### WHAT IS EXPECTED:
Only lines that contain the word "interfaces" belong in the answer; copy them from the records below.

### RECORD SET:
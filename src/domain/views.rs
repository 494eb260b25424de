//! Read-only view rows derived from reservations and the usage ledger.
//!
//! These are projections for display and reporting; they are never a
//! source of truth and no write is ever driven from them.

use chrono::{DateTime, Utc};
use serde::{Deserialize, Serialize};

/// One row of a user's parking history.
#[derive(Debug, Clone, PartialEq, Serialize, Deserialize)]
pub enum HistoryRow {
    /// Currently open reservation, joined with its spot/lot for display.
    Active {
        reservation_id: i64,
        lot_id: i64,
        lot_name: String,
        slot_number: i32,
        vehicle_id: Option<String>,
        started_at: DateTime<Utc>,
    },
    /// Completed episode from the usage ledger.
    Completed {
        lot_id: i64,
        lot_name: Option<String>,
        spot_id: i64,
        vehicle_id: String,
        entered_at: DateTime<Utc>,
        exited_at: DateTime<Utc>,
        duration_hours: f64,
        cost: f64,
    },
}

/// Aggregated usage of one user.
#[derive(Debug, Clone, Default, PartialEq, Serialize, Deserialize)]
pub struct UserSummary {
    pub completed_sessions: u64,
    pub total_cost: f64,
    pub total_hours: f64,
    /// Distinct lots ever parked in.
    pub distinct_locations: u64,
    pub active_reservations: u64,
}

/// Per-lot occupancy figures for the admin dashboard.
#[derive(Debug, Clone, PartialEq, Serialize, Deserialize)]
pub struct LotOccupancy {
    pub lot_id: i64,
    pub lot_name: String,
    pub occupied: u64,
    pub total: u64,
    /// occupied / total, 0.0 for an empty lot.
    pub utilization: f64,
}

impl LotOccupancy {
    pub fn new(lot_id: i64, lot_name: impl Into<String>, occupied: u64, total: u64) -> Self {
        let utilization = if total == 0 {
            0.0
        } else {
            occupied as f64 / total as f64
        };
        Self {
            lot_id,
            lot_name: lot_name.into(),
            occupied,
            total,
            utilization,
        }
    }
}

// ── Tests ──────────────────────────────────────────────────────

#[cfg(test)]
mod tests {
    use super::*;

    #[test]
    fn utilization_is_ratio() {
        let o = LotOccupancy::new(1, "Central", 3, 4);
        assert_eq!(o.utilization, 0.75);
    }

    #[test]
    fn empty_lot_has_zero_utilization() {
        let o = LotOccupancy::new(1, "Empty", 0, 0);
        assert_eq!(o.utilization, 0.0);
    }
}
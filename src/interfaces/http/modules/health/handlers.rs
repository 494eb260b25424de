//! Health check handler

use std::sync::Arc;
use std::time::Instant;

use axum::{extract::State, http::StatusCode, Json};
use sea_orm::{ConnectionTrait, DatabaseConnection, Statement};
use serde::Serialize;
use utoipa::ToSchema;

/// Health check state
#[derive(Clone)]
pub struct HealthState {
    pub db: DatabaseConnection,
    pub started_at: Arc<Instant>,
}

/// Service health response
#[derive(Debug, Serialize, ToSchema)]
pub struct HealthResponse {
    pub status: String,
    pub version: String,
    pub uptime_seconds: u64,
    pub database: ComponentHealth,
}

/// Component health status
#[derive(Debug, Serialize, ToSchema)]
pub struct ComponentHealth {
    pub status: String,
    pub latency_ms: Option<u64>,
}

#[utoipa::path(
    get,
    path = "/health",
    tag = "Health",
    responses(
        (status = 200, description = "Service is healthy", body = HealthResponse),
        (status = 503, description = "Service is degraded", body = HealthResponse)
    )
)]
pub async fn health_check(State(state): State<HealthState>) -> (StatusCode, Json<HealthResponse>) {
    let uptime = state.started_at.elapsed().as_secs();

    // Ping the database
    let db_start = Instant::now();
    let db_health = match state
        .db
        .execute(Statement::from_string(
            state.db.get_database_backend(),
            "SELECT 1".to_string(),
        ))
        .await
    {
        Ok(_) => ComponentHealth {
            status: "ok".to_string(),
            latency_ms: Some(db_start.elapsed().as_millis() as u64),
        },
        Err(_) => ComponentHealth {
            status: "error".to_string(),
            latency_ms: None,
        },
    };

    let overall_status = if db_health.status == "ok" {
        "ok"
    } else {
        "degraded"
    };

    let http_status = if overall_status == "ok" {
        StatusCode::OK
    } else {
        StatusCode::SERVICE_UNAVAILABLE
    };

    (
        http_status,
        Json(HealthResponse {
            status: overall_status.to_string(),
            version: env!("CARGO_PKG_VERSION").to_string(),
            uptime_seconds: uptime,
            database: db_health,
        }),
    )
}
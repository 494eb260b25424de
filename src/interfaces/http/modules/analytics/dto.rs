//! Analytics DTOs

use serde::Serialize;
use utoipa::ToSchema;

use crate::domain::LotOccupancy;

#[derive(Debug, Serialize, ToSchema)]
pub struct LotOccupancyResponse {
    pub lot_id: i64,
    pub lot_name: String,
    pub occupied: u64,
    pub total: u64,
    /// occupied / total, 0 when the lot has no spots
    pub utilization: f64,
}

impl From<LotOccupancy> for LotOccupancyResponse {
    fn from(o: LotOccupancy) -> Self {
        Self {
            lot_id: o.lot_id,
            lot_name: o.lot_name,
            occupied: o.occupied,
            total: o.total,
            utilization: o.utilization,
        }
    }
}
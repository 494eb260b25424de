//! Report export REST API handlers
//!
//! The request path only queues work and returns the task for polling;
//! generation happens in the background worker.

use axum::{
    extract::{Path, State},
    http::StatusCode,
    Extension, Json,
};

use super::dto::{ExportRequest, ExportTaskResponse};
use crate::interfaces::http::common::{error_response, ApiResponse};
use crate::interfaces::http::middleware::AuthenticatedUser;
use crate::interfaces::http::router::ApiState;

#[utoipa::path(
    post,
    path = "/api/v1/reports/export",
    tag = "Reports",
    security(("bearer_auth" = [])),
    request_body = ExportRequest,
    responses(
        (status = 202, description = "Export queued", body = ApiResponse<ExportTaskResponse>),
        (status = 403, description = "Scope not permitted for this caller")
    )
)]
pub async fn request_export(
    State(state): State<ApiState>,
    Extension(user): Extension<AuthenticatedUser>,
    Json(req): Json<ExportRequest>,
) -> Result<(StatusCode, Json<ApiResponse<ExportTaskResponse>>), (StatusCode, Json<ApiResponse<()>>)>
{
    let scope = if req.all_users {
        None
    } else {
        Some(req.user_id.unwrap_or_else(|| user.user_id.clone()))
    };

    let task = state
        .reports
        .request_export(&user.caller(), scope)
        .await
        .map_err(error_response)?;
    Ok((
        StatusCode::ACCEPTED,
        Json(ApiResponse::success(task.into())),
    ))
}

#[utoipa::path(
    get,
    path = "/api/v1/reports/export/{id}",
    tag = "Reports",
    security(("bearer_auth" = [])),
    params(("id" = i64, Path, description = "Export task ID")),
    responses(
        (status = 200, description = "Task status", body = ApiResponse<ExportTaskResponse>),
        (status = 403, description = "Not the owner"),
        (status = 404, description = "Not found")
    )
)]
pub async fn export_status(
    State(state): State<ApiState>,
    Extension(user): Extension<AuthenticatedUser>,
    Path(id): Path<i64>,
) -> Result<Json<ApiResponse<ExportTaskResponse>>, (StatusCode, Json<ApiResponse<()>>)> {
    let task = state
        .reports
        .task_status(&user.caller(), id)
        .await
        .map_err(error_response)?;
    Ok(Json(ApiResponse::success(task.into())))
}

==

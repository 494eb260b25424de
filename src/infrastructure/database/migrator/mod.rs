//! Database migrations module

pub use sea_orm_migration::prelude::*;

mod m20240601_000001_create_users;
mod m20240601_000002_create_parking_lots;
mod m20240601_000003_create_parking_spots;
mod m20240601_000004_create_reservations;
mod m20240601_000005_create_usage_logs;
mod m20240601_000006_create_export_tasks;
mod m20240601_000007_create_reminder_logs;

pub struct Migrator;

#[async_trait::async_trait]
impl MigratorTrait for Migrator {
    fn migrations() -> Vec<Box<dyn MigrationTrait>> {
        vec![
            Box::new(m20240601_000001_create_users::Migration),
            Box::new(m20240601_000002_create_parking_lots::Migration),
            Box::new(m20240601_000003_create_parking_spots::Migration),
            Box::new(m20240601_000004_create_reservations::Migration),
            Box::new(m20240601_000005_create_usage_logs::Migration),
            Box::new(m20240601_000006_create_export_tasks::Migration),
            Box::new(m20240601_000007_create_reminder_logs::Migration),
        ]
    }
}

### PROBLEM SOLUTION:
filename src/interfaces/http/modules/health/handlers.rs
filename src/interfaces/http/modules/analytics/dto.rs
use crate::interfaces::http::common::{error_response, ApiResponse};
use crate::interfaces::http::middleware::AuthenticatedUser;
use crate::interfaces::http::router::ApiState;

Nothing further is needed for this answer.